= Beta normal form =

In lambda calculus, a term is in beta normal form if no beta reduction is possible. A term is in beta-eta normal form if neither a beta reduction nor an eta reduction is possible. A term is in head normal form if there is no beta-redex in the head position. The normal form of a term, if one exists, is unique (as a corollary of the Church–Rosser theorem). However, a term may have more than one head normal form.

==Beta reduction==
In the lambda calculus, a beta redex is a term of the form:

$$(\mathbf{\lambda} x . A) M.$$

A redex $r$ is in head position in a term $t$, if $t$ has the following shape (note that application has higher priority than abstraction, and that the formula below is meant to be a lambda-abstraction, not an application):

$$\lambda x_1 \ldots \lambda x_n . \underbrace{(\lambda x . A) M_1}_{\text{the redex }r} M_2 \ldots M_m,$$

where $n \geq 0$ and $m \geq 1.$

A beta reduction is an application of the following rewrite rule to a beta redex contained in a term:

$$(\mathbf{\lambda} x . A) M \longrightarrow A[x := M]$$

where $A[x := M]$ is the result of substituting the term $M$ for the variable $x$ in the term $A$.
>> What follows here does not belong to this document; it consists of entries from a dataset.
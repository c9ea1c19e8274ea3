pub mod executor;
pub mod ledger;
pub mod lifecycle;
pub mod log;

pub use executor::TradeExecutor;
pub use ledger::AccountLedger;
pub use lifecycle::{Engine, EngineHandle};
pub use log::ExecutionLog;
A head beta reduction is a beta reduction applied in head position, that is, of the following form:

$$\lambda x_1 \ldots \lambda x_n . (\lambda x . A) M_1 M_2 \ldots M_m \longrightarrow
         \lambda x_1 \ldots \lambda x_n . A[x := M_1] M_2 \ldots M_m,$$

where $n \geq 0$ and $m \geq 1.$

Any other reduction is an internal beta reduction.

== Normal forms ==

A normal form is a term that does not contain any beta redex, i.e. that cannot be further reduced. Some authors may also include η reductions, hence the distinguishing terms beta normal form and beta-eta normal form.
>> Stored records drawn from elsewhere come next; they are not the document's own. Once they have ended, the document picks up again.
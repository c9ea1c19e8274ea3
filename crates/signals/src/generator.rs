use std::collections::{HashMap, VecDeque};
use std::sync::Arc;
use std::time::Duration;

use tokio::sync::{broadcast, mpsc, RwLock};
use tracing::{debug, info, warn};

use common::{EngineState, MarketTick, Signal};

use crate::analyzer::MarketAnalyzer;
use crate::rationale;

#[derive(Debug, Clone)]
pub struct GeneratorConfig {
    /// How often `produce_all` runs in the loop.
    pub interval: Duration,
    /// Expiry stamped onto every produced signal.
    pub expiry: Duration,
    /// Rolling history length kept per symbol.
    pub max_history: usize,
}

impl Default for GeneratorConfig {
    fn default() -> Self {
        Self {
            interval: Duration::from_secs(5),
            expiry: Duration::from_secs(300),
            max_history: 200,
        }
    }
}

/// Produces trading signals from observed market ticks.
///
/// A lazy, infinite, non-restartable source: every produced signal gets a
/// fresh UUID, so a restarted generator never repeats identifiers. All
/// signal content comes from the analyzer over real observed prices —
/// there is no internal randomness.
pub struct SignalGenerator {
    analyzer: Box<dyn MarketAnalyzer>,
    cfg: GeneratorConfig,
    /// Per-symbol rolling window of observed prices, oldest first.
    history: HashMap<String, VecDeque<f64>>,
}

impl SignalGenerator {
    pub fn new(analyzer: Box<dyn MarketAnalyzer>, cfg: GeneratorConfig) -> Self {
        info!(analyzer = analyzer.name(), "SignalGenerator initialized");
        Self {
            analyzer,
            cfg,
            history: HashMap::new(),
        }
    }

    /// Fold one tick into the rolling history.
    pub fn observe(&mut self, tick: &MarketTick) {
        let history = self.history.entry(tick.symbol.clone()).or_default();
        history.push_back(tick.price);
        if history.len() > self.cfg.max_history {
            history.pop_front();
        }
    }

    /// Evaluate one symbol. `None` while the analyzer sees no edge.
    pub fn produce(&mut self, symbol: &str) -> Option<Signal> {
        let history = self.history.get_mut(symbol)?;
        let prices = history.make_contiguous();
        let assessment = self.analyzer.assess(prices)?;
        let entry_price = *prices.last()?;

        let rationale = rationale::rationale_for(
            assessment.direction,
            assessment.trend,
            assessment.confidence,
        );

        Some(Signal::new(
            symbol,
            assessment.direction,
            assessment.confidence,
            self.cfg.expiry,
            entry_price,
            rationale,
            assessment.trend,
        ))
    }

    /// Evaluate every observed symbol once.
    pub fn produce_all(&mut self) -> Vec<Signal> {
        let symbols: Vec<String> = self.history.keys().cloned().collect();
        symbols
            .into_iter()
            .filter_map(|s| self.produce(&s))
            .collect()
    }

    /// Run the generation loop: fold ticks continuously, produce on the
    /// configured interval while the engine is running. Call from
    /// `tokio::spawn`; tests drive `observe`/`produce` directly instead.
    pub async fn run(
        mut self,
        mut tick_rx: broadcast::Receiver<MarketTick>,
        signal_tx: mpsc::Sender<Signal>,
        engine_state: Arc<RwLock<EngineState>>,
    ) {
        info!(interval = ?self.cfg.interval, "SignalGenerator running");
        let mut interval = tokio::time::interval(self.cfg.interval);
        interval.set_missed_tick_behavior(tokio::time::MissedTickBehavior::Skip);

        loop {
            tokio::select! {
                tick = tick_rx.recv() => {
                    match tick {
                        Ok(t) => self.observe(&t),
                        Err(broadcast::error::RecvError::Lagged(n)) => {
                            warn!(dropped = n, "SignalGenerator tick channel lagged");
                        }
                        Err(broadcast::error::RecvError::Closed) => {
                            warn!("Tick broadcast closed — SignalGenerator exiting");
                            return;
                        }
                    }
                }

                _ = interval.tick() => {
                    let state = *engine_state.read().await;
                    if state != EngineState::Running {
                        continue; // suppress production while stopped
                    }
                    for signal in self.produce_all() {
                        debug!(
                            signal = %signal.id,
                            symbol = %signal.symbol,
                            direction = %signal.direction,
                            confidence = signal.confidence,
                            trend = %signal.trend,
                            "Signal produced"
                        );
                        if signal_tx.send(signal).await.is_err() {
                            warn!("Signal channel closed — SignalGenerator exiting");
                            return;
                        }
                    }
                }
            }
        }
    }
}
A head normal form is a term that does not contain a beta redex in head position, i.e. that cannot be further reduced by a head reduction. When considering the simple lambda calculus (viz. without the addition of constant or function symbols, meant to be reduced by additional delta rule head normal forms are the terms of the following shape:

$$\lambda x_1 \ldots \lambda x_n . x M_1 M_2 \ldots M_m ,$$

where $x$ is a variable, $n \geq 0$ and $m \geq 0$.

A head normal form is not always a normal form, because the applied arguments $M_j$ need not be normal. However, the converse is true: any normal form is also a head normal form. In fact, the normal forms are exactly the head normal forms in which the subterms $M_j$ are themselves normal forms. This gives an inductive syntactic description of normal forms.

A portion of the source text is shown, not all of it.